> Records supplied:
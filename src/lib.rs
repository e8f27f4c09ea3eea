//! Rising Numbers - A numeric bubble puzzle
//!
//! Core modules:
//! - `sim`: Board simulation (balls, collisions, queue, tick clock)
//! - `session`: Mode state machine and the game aggregate
//! - `peer`: Two-player synchronization by periodic polling
//! - `persistence`: Suspend/resume snapshots
//! - `handle`: Shared, lock-guarded access for driver, poller and input

pub mod handle;
pub mod highscores;
pub mod input;
pub mod peer;
pub mod persistence;
pub mod session;
pub mod settings;
pub mod sim;

pub use handle::GameHandle;
pub use highscores::HighScoreStore;
pub use session::{Game, Mode, RenderView};
pub use settings::Settings;

/// Game configuration constants
pub mod consts {
    /// Minimum time between simulation ticks (ms)
    pub const TICK_MILLIS: u64 = 20;
    /// Minimum time between peer polls (ms)
    pub const POLL_MILLIS: u64 = 2000;
    /// Clock anchor offset applied on unpause (ms)
    pub const RESUME_GRACE_MILLIS: u64 = 100;

    /// Board edges the current ball is clamped to
    pub const MARGIN_LEFT: i32 = 18;
    pub const MARGIN_RIGHT: i32 = 282;
    pub const MARGIN_TOP: i32 = 18;
    /// Merges below this line end the game
    pub const BOTTOM_THRESHOLD_Y: i32 = 260;

    /// Ball geometry
    pub const BALL_RADIUS: i32 = 15;
    pub const BALL_DISTANCE: i32 = BALL_RADIUS * 2;
    /// Upward drift per tick
    pub const DRIFT_STEP: i32 = 1;
    /// Sideways step per keyboard press
    pub const KEYBOARD_STEP: i32 = 12;

    /// Initial board layout (two rows)
    pub const BALLS_IN_ROW: usize = 6;
    pub const BALL_SPACING: i32 = 48;
    pub const QUEUE_LEFT_PAD: i32 = 12;

    /// Upcoming balls
    pub const QUEUE_CAPACITY: usize = 3;
    pub const QUEUE_Y: i32 = 282;
    /// New ball values are uniform in `2..=NEW_BALL_MAX + 1`
    pub const NEW_BALL_MAX: u32 = 25;

    /// A merged ball above this value ends the game
    pub const MAX_VALUE: u32 = 99;

    /// Opponent balls shown next to the queue
    pub const INCOMING_DISPLAY: usize = 3;
}

/// X of the `index`-th display slot, counted from the left edge of the queue
#[inline]
pub fn slot_x(index: usize) -> i32 {
    use consts::*;
    MARGIN_LEFT + QUEUE_LEFT_PAD + index as i32 * BALL_SPACING
}

/// Launch x used before the first shot (just right of the queue)
#[inline]
pub fn initial_launch_x() -> i32 {
    slot_x(consts::QUEUE_CAPACITY)
}
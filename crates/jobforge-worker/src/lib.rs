//! Worker Runtime (C7): a process dedicated to one job type, spawned and
//! supervised by the Dispatch Coordinator's `Supervisor` (§4.4). It never
//! touches the primary database directly — job and worker state only move
//! through the coordinator's HTTP API, and wake-up notifications only move
//! through the queue transport's pub/sub (§9).
//!
//! Exposed as a library so the `jobforge-cli` `worker` subcommand can drive
//! a runtime in-process instead of shelling out to this crate's own binary.

pub mod runtime;

pub use runtime::{WorkerConfig, WorkerRuntime};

> Exercise requirements:
Your answer must consist only of the lines from the start of the records above through the line with "pub const RESUME_GRACE_MILLIS: u64 = 100;", each retyped exactly.

> Task output:
filename src/lib.rs
repository e8f27f4c09ea3eea
//! Rising Numbers - A numeric bubble puzzle
//!
//! Core modules:
//! - `sim`: Board simulation (balls, collisions, queue, tick clock)
//! - `session`: Mode state machine and the game aggregate
//! - `peer`: Two-player synchronization by periodic polling
//! - `persistence`: Suspend/resume snapshots
//! - `handle`: Shared, lock-guarded access for driver, poller and input

pub mod handle;
pub mod highscores;
pub mod input;
pub mod peer;
pub mod persistence;
pub mod session;
pub mod settings;
pub mod sim;

pub use handle::GameHandle;
pub use highscores::HighScoreStore;
pub use session::{Game, Mode, RenderView};
pub use settings::Settings;

/// Game configuration constants
pub mod consts {
    /// Minimum time between simulation ticks (ms)
    pub const TICK_MILLIS: u64 = 20;
    /// Minimum time between peer polls (ms)
    pub const POLL_MILLIS: u64 = 2000;
    /// Clock anchor offset applied on unpause (ms)
    pub const RESUME_GRACE_MILLIS: u64 = 100;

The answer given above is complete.